ICH is a fatal stroke subtype with significant public health impact. Though neuroinflammation plays a critical role in ICH pathophysiology, no imaging tool is currently available to track activation-associated microglial/macrophage changes after ICH. Along these lines, TSPO expression is observed in both activated microglia and brain infiltrating macrophages after ICH (Li et al., 2017), and the induction of TSPO temporarily correlated with microglia activation, which persists for a long time after ICH (Wang, 2010; Yabluchanskiy et al., 2010; Bonsack et al., 2016; Li et al., 2017). Given the clinical applicability of [125 I] labeled DPA-713 coupled with its increased binding to the peri-hematomal region in a TSPO-dependent manner, in comparison to other brain regions after ICH as demonstrated herein, future studies need to be conducted testing its potential to detect the microglial/macrophage activation after ICH. Further, given the complex pathophysiology of ICH, the applicability of [125 I] IodoDPA-713 for non- invasive neuroimaging (SPECT) both in the acute as well as sub acute phases of ICH needs detailed evaluation employing preclinical animal models of ICH as it would lay a strong foundation for future clinical applications.

Ethics statement

Animal studies (protocol #2012-0459) were reviewed and approved by the Committee on Biosafety, Animal Care and Use and Radiation safety for Research and Education at Augusta University, in compliance with NIH and USDA guidelines. The protocols with regard to the synthesis of [125 I]IodoDPA-713 was approved by the Johns Hopkins University, Biosafety and Radiation Safety Committees.

Author contributions

FB carried out the immunohistochemical and autoradiography studies and participated in the data analysis.
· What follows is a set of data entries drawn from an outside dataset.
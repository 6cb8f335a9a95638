//! Exercise Row Model
//!
//! Rows are consumed positionally: the column layout of the exercise table
//! is a contract with the storage collaborator and must not be renumbered.

/// Column index of the category field.
pub const COL_CATEGORY: usize = 0;
/// Column index of the serialized image-filename list.
pub const COL_IMAGES: usize = 4;
/// Column index of the serialized instruction list.
pub const COL_INSTRUCTIONS: usize = 5;
/// Column index of the exercise name.
pub const COL_NAME: usize = 8;

/// One raw exercise row, column values in storage order.
#[derive(Debug, Clone, Default, PartialEq, Eq)]
pub struct ExerciseRow {
    columns: Vec<Option<String>>,
}

impl ExerciseRow {
    pub fn new(columns: Vec<Option<String>>) -> Self {
        Self { columns }
    }

    pub fn category(&self) -> &str {
        self.text(COL_CATEGORY).unwrap_or("")
    }

    pub fn name(&self) -> &str {
        self.text(COL_NAME).unwrap_or("")
    }

    /// Serialized image-filename list, if present.
    pub fn images_raw(&self) -> Option<&str> {
        self.text(COL_IMAGES)
    }

    /// Serialized instruction list, if present.
    pub fn instructions_raw(&self) -> Option<&str> {
        self.text(COL_INSTRUCTIONS)
    }

    fn text(&self, index: usize) -> Option<&str> {
        self.columns.get(index).and_then(|c| c.as_deref())
    }
}
use crate::scribe::conversation::{Message, ToolCall};
use async_trait::async_trait;
use serde::{Deserialize, Serialize};
use std::error::Error;
use std::fmt;
use tokio::sync::Mutex;

/// How many tokens were spent on prompt vs. completion.
#[derive(Clone, Debug, Default, PartialEq, Eq)]
pub struct TokenUsage {
    pub input_tokens: usize,
    pub output_tokens: usize,
    pub total_tokens: usize,
}

impl TokenUsage {
    /// Add another call's usage to this running total.
    pub fn accumulate(&mut self, other: &TokenUsage) {
        self.input_tokens += other.input_tokens;
        self.output_tokens += other.output_tokens;
        self.total_tokens += other.total_tokens;
    }
}

/// A tool advertised to the model: name, description and JSON-schema parameters.
#[derive(Clone, Debug, PartialEq, Serialize, Deserialize)]
pub struct ToolDefinition {
    pub name: String,
    pub description: String,
    /// JSON schema object describing the argument payload.
    pub parameters: serde_json::Value,
}

/// A model reply, decoded once at the gateway boundary.
#[derive(Clone, Debug, PartialEq)]
pub enum ModelReply {
    /// The model answered without requesting any tool.
    FinalAnswer {
        text: String,
        reasoning: Option<String>,
    },
    /// The model asked for one or more tool invocations, in order.
    ToolRequests {
        /// Optional text the model emitted alongside its calls.
        text: Option<String>,
        reasoning: Option<String>,
        calls: Vec<ToolCall>,
    },
}

impl ModelReply {
    /// Tool calls requested by this reply (empty for a final answer).
    pub fn tool_calls(&self) -> &[ToolCall] {
        match self {
            ModelReply::FinalAnswer { .. } => &[],
            ModelReply::ToolRequests { calls, .. } => calls,
        }
    }

    /// Turn the reply into the assistant message recorded in the session.
    pub fn to_message(&self) -> Message {
        match self {
            ModelReply::FinalAnswer { text, reasoning } => Message::Assistant {
                content: Some(text.clone()),
                reasoning: reasoning.clone(),
                tool_calls: Vec::new(),
            },
            ModelReply::ToolRequests {
                text,
                reasoning,
                calls,
            } => Message::Assistant {
                content: text.clone(),
                reasoning: reasoning.clone(),
                tool_calls: calls.clone(),
            },
        }
    }
}

/// Unrecoverable failures at the model backend boundary.
#[derive(Debug, Clone, PartialEq, Eq)]
pub enum GatewayError {
    /// The backend could not be reached (DNS, connect, timeout, broken body).
    Unreachable(String),
    /// The backend refused our credentials.
    Authentication(String),
    /// The backend answered with a non-success status.
    Rejected { status: u16, body: String },
    /// The reply could not be decoded into a final answer or tool requests.
    MalformedReply(String),
}

impl fmt::Display for GatewayError {
    fn fmt(&self, f: &mut fmt::Formatter<'_>) -> fmt::Result {
        match self {
            GatewayError::Unreachable(msg) => write!(f, "Model backend unreachable: {}", msg),
            GatewayError::Authentication(msg) => write!(f, "Authentication failed: {}", msg),
            GatewayError::Rejected { status, body } => {
                write!(f, "Request rejected with status {}: {}", status, body)
            }
            GatewayError::MalformedReply(msg) => write!(f, "Malformed model reply: {}", msg),
        }
    }
}

impl Error for GatewayError {}

/// A ClientWrapper is the Model Gateway: it wraps a specific cloud LLM service and
/// turns the running conversation into exactly one decoded [`ModelReply`].
/// It does not keep track of the conversation itself; the
/// [`SessionOrchestrator`](crate::orchestrator::SessionOrchestrator) owns the
/// [`Session`](crate::conversation::Session) and hands the full history in on every call.
#[async_trait]
pub trait ClientWrapper: Send + Sync {
    /// Model identifier sent with every request.
    fn model_name(&self) -> &str;

    /// Send the full conversation to the LLM and decode its reply.
    /// - `messages`: the ordered session, system prompt first.
    /// - `tools`: definitions the model may call, `None` to disable tool use.
    async fn send_message(
        &self,
        messages: &[Message],
        tools: Option<Vec<ToolDefinition>>,
    ) -> Result<ModelReply, GatewayError>;

    /// Hook to retrieve usage from the *last* send_message() call.
    /// Default impl reads `usage_slot()` so wrappers only need to expose the slot.
    async fn get_last_usage(&self) -> Option<TokenUsage> {
        match self.usage_slot() {
            Some(slot) => slot.lock().await.clone(),
            None => None,
        }
    }

    fn usage_slot(&self) -> Option<&Mutex<Option<TokenUsage>>> {
        // ClientWrapper implementations supporting TokenUsage tracking should return a Mutex<Option<TokenUsage>> by overriding this method.
        None
    }
}
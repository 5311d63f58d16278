//! The writing tools the model drives during a session.
//!
//! [`WriterProtocol`] exposes three tools over a sandboxed [`FileSystemTool`] rooted at
//! the configured output directory:
//!
//! - `create_project(project_name)` creates a project folder and makes it active
//! - `write_file(filename, content, mode)` writes one artifact into the active project
//! - `list_files()` lists what the active project already contains
//!
//! Files are always written inside the active project, so a session cannot write
//! anywhere before it has created one.

use crate::tool_protocol::{ToolMetadata, ToolParameter, ToolParameterType, ToolProtocol};
use crate::tools::filesystem::FileSystemTool;
use async_trait::async_trait;
use serde_json::{json, Value};
use std::error::Error;
use std::fmt;
use std::path::PathBuf;
use tokio::sync::RwLock;

/// Extensions `write_file` accepts. Artifacts are plain text.
pub const ALLOWED_EXTENSIONS: &[&str] = &["md", "markdown", "txt"];

/// How `write_file` treats an existing file.
#[derive(Debug, Clone, Copy, PartialEq, Eq)]
pub enum WriteMode {
    /// Fail if the file already exists.
    Create,
    /// Add to the end of the file, creating it if needed.
    Append,
    /// Replace the file's content.
    Overwrite,
}

impl WriteMode {
    pub fn parse(value: &str) -> Option<Self> {
        match value {
            "create" => Some(WriteMode::Create),
            "append" => Some(WriteMode::Append),
            "overwrite" => Some(WriteMode::Overwrite),
            _ => None,
        }
    }

    pub fn as_str(&self) -> &'static str {
        match self {
            WriteMode::Create => "create",
            WriteMode::Append => "append",
            WriteMode::Overwrite => "overwrite",
        }
    }
}

/// Failures specific to the writing workflow.
#[derive(Debug, Clone, PartialEq)]
pub enum WriterError {
    /// `write_file` or `list_files` was called before `create_project`.
    NoActiveProject,
    /// The project name has no usable characters after sanitizing.
    InvalidProjectName(String),
    UnknownTool(String),
}

impl fmt::Display for WriterError {
    fn fmt(&self, f: &mut fmt::Formatter<'_>) -> fmt::Result {
        match self {
            WriterError::NoActiveProject => {
                write!(f, "No active project. Call create_project first")
            }
            WriterError::InvalidProjectName(name) => {
                write!(f, "Invalid project name: '{}'", name)
            }
            WriterError::UnknownTool(name) => write!(f, "Unknown writer tool: {}", name),
        }
    }
}

impl Error for WriterError {}

/// Reduce a free-form project name to a safe folder name.
///
/// Keeps Unicode letters and digits, `-` and `_`; whitespace becomes `_`; path
/// separators and other punctuation are dropped. Leading and trailing separators are
/// trimmed.
pub fn sanitize_project_name(name: &str) -> String {
    let mapped: String = name
        .trim()
        .chars()
        .filter_map(|c| {
            if c.is_alphanumeric() || c == '-' || c == '_' {
                Some(c)
            } else if c.is_whitespace() {
                Some('_')
            } else {
                None
            }
        })
        .collect();

    let mut collapsed = String::with_capacity(mapped.len());
    for c in mapped.chars() {
        if c == '_' && collapsed.ends_with('_') {
            continue;
        }
        collapsed.push(c);
    }
    collapsed.trim_matches(|c| c == '_' || c == '-').to_string()
}

/// Tool protocol implementing the project based writing workflow.
pub struct WriterProtocol {
    fs: FileSystemTool,
    output_dir: PathBuf,
    active_project: RwLock<Option<String>>,
}

impl WriterProtocol {
    /// Writer rooted at `output_dir`. The directory is created on first use.
    pub fn new(output_dir: impl Into<PathBuf>) -> Self {
        let output_dir = output_dir.into();
        Self {
            fs: FileSystemTool::new().with_root_path(output_dir.clone()),
            output_dir,
            active_project: RwLock::new(None),
        }
    }

    /// Name of the folder files are currently written into.
    pub async fn active_project(&self) -> Option<String> {
        self.active_project.read().await.clone()
    }

    async fn require_project(&self) -> Result<String, WriterError> {
        self.active_project
            .read()
            .await
            .clone()
            .ok_or(WriterError::NoActiveProject)
    }

    /// Sandbox rooted at the project folder so filenames cannot climb out of it.
    fn project_fs(&self, project: &str) -> FileSystemTool {
        FileSystemTool::new()
            .with_root_path(self.output_dir.join(project))
            .with_allowed_extensions(ALLOWED_EXTENSIONS.iter().map(|e| e.to_string()).collect())
    }

    async fn create_project(&self, args: &Value) -> Result<Value, Box<dyn Error + Send + Sync>> {
        let requested = args["project_name"].as_str().unwrap_or_default();
        let name = sanitize_project_name(requested);
        if name.is_empty() {
            return Err(Box::new(WriterError::InvalidProjectName(requested.to_string())));
        }

        let path = self.fs.create_directory(&name).await?;
        *self.active_project.write().await = Some(name.clone());
        log::info!("WriterProtocol: active project is now '{}'", name);

        Ok(json!({
            "project": name,
            "path": path.display().to_string(),
        }))
    }

    async fn write_file(&self, args: &Value) -> Result<Value, Box<dyn Error + Send + Sync>> {
        let project = self.require_project().await?;
        let filename = args["filename"].as_str().unwrap_or_default();
        let content = args["content"].as_str().unwrap_or_default();
        let mode = args["mode"]
            .as_str()
            .and_then(WriteMode::parse)
            .unwrap_or(WriteMode::Create);

        let project_fs = self.project_fs(&project);
        let path = match mode {
            WriteMode::Create => project_fs.create_file(filename, content).await?,
            WriteMode::Append => project_fs.append_file(filename, content).await?,
            WriteMode::Overwrite => project_fs.write_file(filename, content).await?,
        };

        Ok(json!({
            "path": path.display().to_string(),
            "mode": mode.as_str(),
            "bytes_written": content.len(),
            "word_count": content.split_whitespace().count(),
        }))
    }

    async fn list_files(&self) -> Result<Value, Box<dyn Error + Send + Sync>> {
        let project = self.require_project().await?;
        let entries = self.project_fs(&project).walk_files("").await?;
        let files: Vec<Value> = entries
            .into_iter()
            .map(|entry| json!({"name": entry.name, "bytes": entry.size}))
            .collect();

        Ok(json!({
            "project": project,
            "files": files,
        }))
    }
}

#[async_trait]
impl ToolProtocol for WriterProtocol {
    async fn execute(
        &self,
        tool_name: &str,
        parameters: Value,
    ) -> Result<Value, Box<dyn Error + Send + Sync>> {
        match tool_name {
            "create_project" => self.create_project(&parameters).await,
            "write_file" => self.write_file(&parameters).await,
            "list_files" => self.list_files().await,
            other => Err(Box::new(WriterError::UnknownTool(other.to_string()))),
        }
    }

    async fn list_tools(&self) -> Result<Vec<ToolMetadata>, Box<dyn Error + Send + Sync>> {
        Ok(vec![
            ToolMetadata::new(
                "create_project",
                "Create a project folder for the current piece of work and make it the \
                 active project. Call this before writing any file.",
            )
            .with_parameter(
                ToolParameter::new("project_name", ToolParameterType::String)
                    .with_description("Name of the project, e.g. 'The Lighthouse Keeper'")
                    .required(),
            ),
            ToolMetadata::new(
                "write_file",
                "Write text to a file inside the active project. Use one file per \
                 chapter, story or article.",
            )
            .with_parameter(
                ToolParameter::new("filename", ToolParameterType::String)
                    .with_description(
                        "File name relative to the project, e.g. 'chapter_01.md' or \
                         'part_1/chapter_01.md'. Must end in .md, .markdown or .txt",
                    )
                    .required(),
            )
            .with_parameter(
                ToolParameter::new("content", ToolParameterType::String)
                    .with_description("Text to write")
                    .required(),
            )
            .with_parameter(
                ToolParameter::new("mode", ToolParameterType::String)
                    .with_description(
                        "'create' fails if the file exists, 'append' adds to the end, \
                         'overwrite' replaces it",
                    )
                    .with_allowed_values(vec![json!("create"), json!("append"), json!("overwrite")])
                    .with_default(json!("create")),
            ),
            ToolMetadata::new(
                "list_files",
                "List every file in the active project, including those in subfolders, \
                 with paths relative to the project.",
            ),
        ])
    }

    fn protocol_name(&self) -> &str {
        "writer"
    }
}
MP and CF provided [125 I]IodoDPA-713 for the studies. CA and AA participated in timely project discussions. SS-R conceived and designed the experiments. SS-R also conducted the animal surgeries, autoradiography studies and data analysis and drafted the manuscript. All authors read and approved the final manuscript.

Conflict of interest statement

The authors declare that the research was conducted in the absence of any commercial or financial relationships that could be construed as a potential conflict of interest.